Question: Queen palms leaves are browning and drying. two of three are this way. lawn has an irragation system every two weeks. trees are ten years old.

Answer: It's not clear from your question, but if the only water the queen palms are receiving is from the lawn irrigation, that's your likely problem. It's probably a combination of inadequate water and salt burn. When leaves brown around the edges, the problem is often salt burn. This is common in our area with low rainfall, alkaline soil and water high in salts. Frequent, light "sprinklings" or short time spans with drip irrigation, allow salts to accumulate in the top layers of soil, where the roots absorb it, which is bad news. Browning usually occurs on the old leaves first. This excess salt accumulates in the leaf edges, where it kills the tissue and the leaf dries out and turns brown. It's important to water deeply, slowly and usually infrequently as possible for landscape plants. Lawn systems are not timed to run long enough to provide a slow, deep watering for landscape plants, nor should they be, or the turf will be overwatered, becoming susceptible to fungal diseases and other problems. If you don't have irrigation on the palm, use a hose with a slow trickle, or fill its watering well and let it soak in. Water should penetrate 2 feet deep. Use a pointed stick or piece of metal to push in the soil. It will move easily through moist soil and stop at dry soil.

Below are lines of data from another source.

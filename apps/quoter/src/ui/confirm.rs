//! # Confirmation Gateway
//!
//! A single two-button modal surface that gates destructive actions.
//!
//! ## Protocol
//! ```text
//! ┌─────────────────────────────────────────────────────────────────────────┐
//! │  command                      gateway                  presentation    │
//! │  ───────                      ───────                  ────────────    │
//! │  confirm(req).await ───────► current = req                             │
//! │       (suspended)             waiters.push(tx) ──────► ConfirmOpened   │
//! │                                                         user clicks    │
//! │                               resolve(Confirmed) ◄───── OK             │
//! │  ◄──────── Confirmed ──────── current = None                           │
//! │                               every tx.send(..) ─────► ConfirmClosed   │
//! └─────────────────────────────────────────────────────────────────────────┘
//! ```
//!
//! There is one surface. A second `confirm` while one is open replaces the
//! prompt but does not cancel the first caller: the next click resolves
//! both. No timeout; a caller waits until the user answers.

use serde::{Deserialize, Serialize};
use std::sync::{Arc, Mutex};
use tokio::sync::oneshot;
use tracing::debug;

use super::events::{EventBus, UiEvent};

/// What the modal shows.
#[derive(Debug, Clone, PartialEq, Eq, Serialize, Deserialize)]
#[serde(default, rename_all = "camelCase")]
pub struct ConfirmRequest {
    pub title: String,

    /// Trusted markup rendered as the modal body.
    pub body_markup: String,

    pub ok_label: String,
    pub cancel_label: String,
}

impl Default for ConfirmRequest {
    fn default() -> Self {
        ConfirmRequest {
            title: "Confirm".to_string(),
            body_markup: String::new(),
            ok_label: "Accept".to_string(),
            cancel_label: "Cancel".to_string(),
        }
    }
}

impl ConfirmRequest {
    /// A prompt with the given title and default labels.
    pub fn new(title: impl Into<String>) -> Self {
        ConfirmRequest {
            title: title.into(),
            ..Self::default()
        }
    }

    pub fn body(mut self, markup: impl Into<String>) -> Self {
        self.body_markup = markup.into();
        self
    }
}

/// Which button was clicked.
#[derive(Debug, Clone, Copy, PartialEq, Eq, Serialize, Deserialize)]
#[serde(rename_all = "camelCase")]
pub enum Outcome {
    Confirmed,
    Cancelled,
}

impl Outcome {
    pub fn is_confirmed(self) -> bool {
        matches!(self, Outcome::Confirmed)
    }
}

#[derive(Debug, Default)]
struct Surface {
    current: Option<ConfirmRequest>,
    waiters: Vec<oneshot::Sender<Outcome>>,
}

/// The modal surface. Cheap to clone.
#[derive(Debug, Clone)]
pub struct ConfirmGateway {
    surface: Arc<Mutex<Surface>>,
    events: EventBus,
}

impl ConfirmGateway {
    pub fn new(events: EventBus) -> Self {
        ConfirmGateway {
            surface: Arc::new(Mutex::new(Surface::default())),
            events,
        }
    }

    /// Shows `request` and waits for the user's answer.
    pub async fn confirm(&self, request: ConfirmRequest) -> Outcome {
        let (tx, rx) = oneshot::channel();

        {
            let mut surface = self.lock();
            if surface.current.is_some() {
                debug!(title = %request.title, "Replacing open confirmation");
            }
            surface.current = Some(request.clone());
            surface.waiters.push(tx);
        }

        debug!(title = %request.title, "Confirmation opened");
        self.events.emit(UiEvent::ConfirmOpened(request));

        // A gateway dropped mid-prompt counts as a refusal.
        rx.await.unwrap_or(Outcome::Cancelled)
    }

    /// Hides the surface and hands `outcome` to every waiting caller.
    /// Returns how many callers were resolved.
    pub fn resolve(&self, outcome: Outcome) -> usize {
        let waiters = {
            let mut surface = self.lock();
            surface.current = None;
            std::mem::take(&mut surface.waiters)
        };

        if waiters.is_empty() {
            return 0;
        }

        let count = waiters.len();
        for tx in waiters {
            // Receiver gone means that caller was dropped; nothing to tell.
            let _ = tx.send(outcome);
        }

        debug!(?outcome, count, "Confirmation resolved");
        self.events.emit(UiEvent::ConfirmClosed);
        count
    }

    /// The prompt currently shown, if any.
    pub fn current(&self) -> Option<ConfirmRequest> {
        self.lock().current.clone()
    }

    pub fn is_open(&self) -> bool {
        self.lock().current.is_some()
    }

    /// Callers still waiting for an answer.
    pub fn pending(&self) -> usize {
        self.lock().waiters.len()
    }

    fn lock(&self) -> std::sync::MutexGuard<'_, Surface> {
        self.surface.lock().unwrap_or_else(|p| p.into_inner())
    }
}

#[cfg(test)]
mod tests {
    use super::*;

    /// Yields until `n` callers are waiting.
    async fn until_pending(gateway: &ConfirmGateway, n: usize) {
        while gateway.pending() < n {
            tokio::task::yield_now().await;
        }
    }

    #[test]
    fn test_request_defaults() {
        let request = ConfirmRequest::default();
        assert_eq!(request.title, "Confirm");
        assert_eq!(request.body_markup, "");
        assert_eq!(request.ok_label, "Accept");
        assert_eq!(request.cancel_label, "Cancel");

        let request = ConfirmRequest::new("Remove from cart").body("Sure?");
        assert_eq!(request.ok_label, "Accept");
        assert_eq!(request.body_markup, "Sure?");
    }

    #[tokio::test]
    async fn test_confirmed() {
        let gateway = ConfirmGateway::new(EventBus::new());

        let (outcome, resolved) = tokio::join!(
            gateway.confirm(ConfirmRequest::new("Remove from cart")),
            async {
                until_pending(&gateway, 1).await;
                assert!(gateway.is_open());
                assert_eq!(gateway.current().unwrap().title, "Remove from cart");
                gateway.resolve(Outcome::Confirmed)
            }
        );

        assert_eq!(outcome, Outcome::Confirmed);
        assert_eq!(resolved, 1);
        assert!(!gateway.is_open());
    }

    #[tokio::test]
    async fn test_cancelled() {
        let gateway = ConfirmGateway::new(EventBus::new());

        let (outcome, _) = tokio::join!(gateway.confirm(ConfirmRequest::default()), async {
            until_pending(&gateway, 1).await;
            gateway.resolve(Outcome::Cancelled)
        });

        assert_eq!(outcome, Outcome::Cancelled);
    }

    #[tokio::test]
    async fn test_one_click_resolves_every_pending_caller() {
        let gateway = ConfirmGateway::new(EventBus::new());

        let (first, second, resolved) = tokio::join!(
            gateway.confirm(ConfirmRequest::new("Remove from cart")),
            gateway.confirm(ConfirmRequest::new("Complete purchase")),
            async {
                until_pending(&gateway, 2).await;
                // The surface shows the latest prompt.
                assert_eq!(gateway.current().unwrap().title, "Complete purchase");
                gateway.resolve(Outcome::Confirmed)
            }
        );

        assert_eq!(first, Outcome::Confirmed);
        assert_eq!(second, Outcome::Confirmed);
        assert_eq!(resolved, 2);
        assert_eq!(gateway.pending(), 0);
    }

    #[test]
    fn test_resolve_when_closed_is_noop() {
        let gateway = ConfirmGateway::new(EventBus::new());
        assert_eq!(gateway.resolve(Outcome::Confirmed), 0);
        assert!(!gateway.is_open());
    }

    #[tokio::test]
    async fn test_events() {
        let events = EventBus::new();
        let mut rx = events.subscribe();
        let gateway = ConfirmGateway::new(events);

        tokio::join!(gateway.confirm(ConfirmRequest::new("Complete purchase")), async {
            until_pending(&gateway, 1).await;
            gateway.resolve(Outcome::Cancelled);
        });

        assert!(matches!(rx.recv().await.unwrap(), UiEvent::ConfirmOpened(r) if r.title == "Complete purchase"));
        assert_eq!(rx.recv().await.unwrap(), UiEvent::ConfirmClosed);
    }
}
//! # Validation Module
//!
//! Checks applied at the presentation boundary, before a request reaches
//! the pricing engine.
//!
//! ## Validation Strategy
//! ```text
//! ┌─────────────────────────────────────────────────────────────────────────┐
//! │                      Validation Layers                                  │
//! │                                                                         │
//! │  Layer 1: Browser form                                                 │
//! │  ├── input types, min attributes                                       │
//! │  └── immediate user feedback                                           │
//! │           │                                                             │
//! │           ▼                                                             │
//! │  Layer 2: calculate_quote command                                      │
//! │  ├── THIS MODULE: coerce raw strings, nights > 0                       │
//! │  └── errors surface as a toast                                         │
//! │           │                                                             │
//! │           ▼                                                             │
//! │  Layer 3: pricing engine                                               │
//! │  └── trusts its input; unknown destination is the only failure         │
//! └─────────────────────────────────────────────────────────────────────────┘
//! ```

use crate::error::ValidationError;
use crate::types::QuoteRequest;

/// Result type for validation operations.
pub type ValidationResult<T> = Result<T, ValidationError>;

/// Coerces a raw form count (adults, minors, nights) to an integer.
///
/// A blank field counts as zero, like an empty number input.
///
/// ## Example
/// ```rust
/// use voyage_core::validation::parse_count;
///
/// assert_eq!(parse_count("adults", " 2 ").unwrap(), 2);
/// assert_eq!(parse_count("minors", "").unwrap(), 0);
/// assert!(parse_count("adults", "two").is_err());
/// assert!(parse_count("adults", "-1").is_err());
/// ```
pub fn parse_count(field: &str, raw: &str) -> ValidationResult<u32> {
    let raw = raw.trim();
    if raw.is_empty() {
        return Ok(0);
    }

    raw.parse::<u32>()
        .map_err(|_| ValidationError::InvalidFormat {
            field: field.to_string(),
            reason: "must be a whole number of zero or more".to_string(),
        })
}

/// Validates a request before pricing.
///
/// ## Rules
/// - A destination must be selected
/// - At least one night
pub fn validate_quote_request(request: &QuoteRequest) -> ValidationResult<()> {
    if request.destination_id.trim().is_empty() {
        return Err(ValidationError::Required {
            field: "destination".to_string(),
        });
    }

    if request.nights == 0 {
        return Err(ValidationError::MustBePositive {
            field: "nights".to_string(),
        });
    }

    Ok(())
}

Similar symptoms occur when these palms suffer from iron or manganese deficiency. Iron chlorosis is common in non-native plants, because although iron is available in the soil, the alkalinity makes it difficult for non-adapted plants to use it. Chlorosis appears as yellowing fronds that may turn brown. You can apply a chelated iron source now, but it's generally not advisable to fertilize landscape plants in our summer heat. Plant roots often "burn." Apply a fertilizer formulated for palms (it will have the appropriate micronutrients) in mid spring and again in early summer. Water immediately to a depth of 2 feet.

Finally, I know queen palms are sold at our local nurseries, but they are actually a palm that is not well-suited to our growing conditions. In addition to the above problems, fronds take a beating in our wind and arid conditions. I hope this information helps!